• WHAT YOU NEED TO DO:
Return only the stretch of the material below that begins with the line containing "use std::sync::Arc;" and ends with the line containing "request names none.", exactly; both of those lines belong to it.

• TASK MATERIAL:
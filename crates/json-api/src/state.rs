//! State

use std::sync::Arc;

use reprieve_app::{context::AppContext, domain::locations::records::LocationUuid};

#[derive(Clone)]
pub(crate) struct State {
    pub(crate) app: AppContext,

    /// Location a cascade run falls back to when the request names none.
    pub(crate) default_location: Option<LocationUuid>,
}

impl State {
    #[must_use]
    pub(crate) fn new(app: AppContext, default_location: Option<LocationUuid>) -> Self {
        Self {
            app,
            default_location,
        }
    }

    #[must_use]
    pub(crate) fn shared(app: AppContext, default_location: Option<LocationUuid>) -> Arc<Self> {
        Arc::new(Self::new(app, default_location))
    }
}
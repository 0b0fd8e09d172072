//! Cascade Runs

mod errors;
mod handlers;

pub(crate) use handlers::*;
//! Cancel Rescue Request Handler

use salvo::{oapi::extract::PathParam, prelude::*};
use tracing::info;
use uuid::Uuid;

use crate::{
    extensions::*,
    rescue_requests::{errors::into_status_error, models::RescueRequestResponse},
};

/// Cancel Rescue Request Handler
///
/// Withdraws a pending or accepted offer and releases any collector holding it.
#[endpoint(
    tags("rescue-requests"),
    summary = "Cancel Rescue Request",
    responses(
        (status_code = StatusCode::OK, description = "Rescue request cancelled"),
        (status_code = StatusCode::NOT_FOUND, description = "Rescue request not found"),
        (status_code = StatusCode::UNPROCESSABLE_ENTITY, description = "Request can no longer be cancelled"),
        (status_code = StatusCode::INTERNAL_SERVER_ERROR, description = "Internal Server Error"),
    ),
)]
pub(crate) async fn handler(
    uuid: PathParam<Uuid>,
    depot: &mut Depot,
) -> Result<Json<RescueRequestResponse>, StatusError> {
    let state = depot.state()?;

    let request = state
        .app
        .rescues
        .cancel(uuid.into_inner().into())
        .await
        .map_err(into_status_error)?;

    info!(rescue_request_uuid = %request.uuid, "rescue request cancelled");

    Ok(Json(request.into()))
}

• REPLY TO THE EXERCISE:
use std::sync::Arc;

use reprieve_app::{context::AppContext, domain::locations::records::LocationUuid};

#[derive(Clone)]
pub(crate) struct State {
    pub(crate) app: AppContext,

    /// Location a cascade run falls back to when the request names none.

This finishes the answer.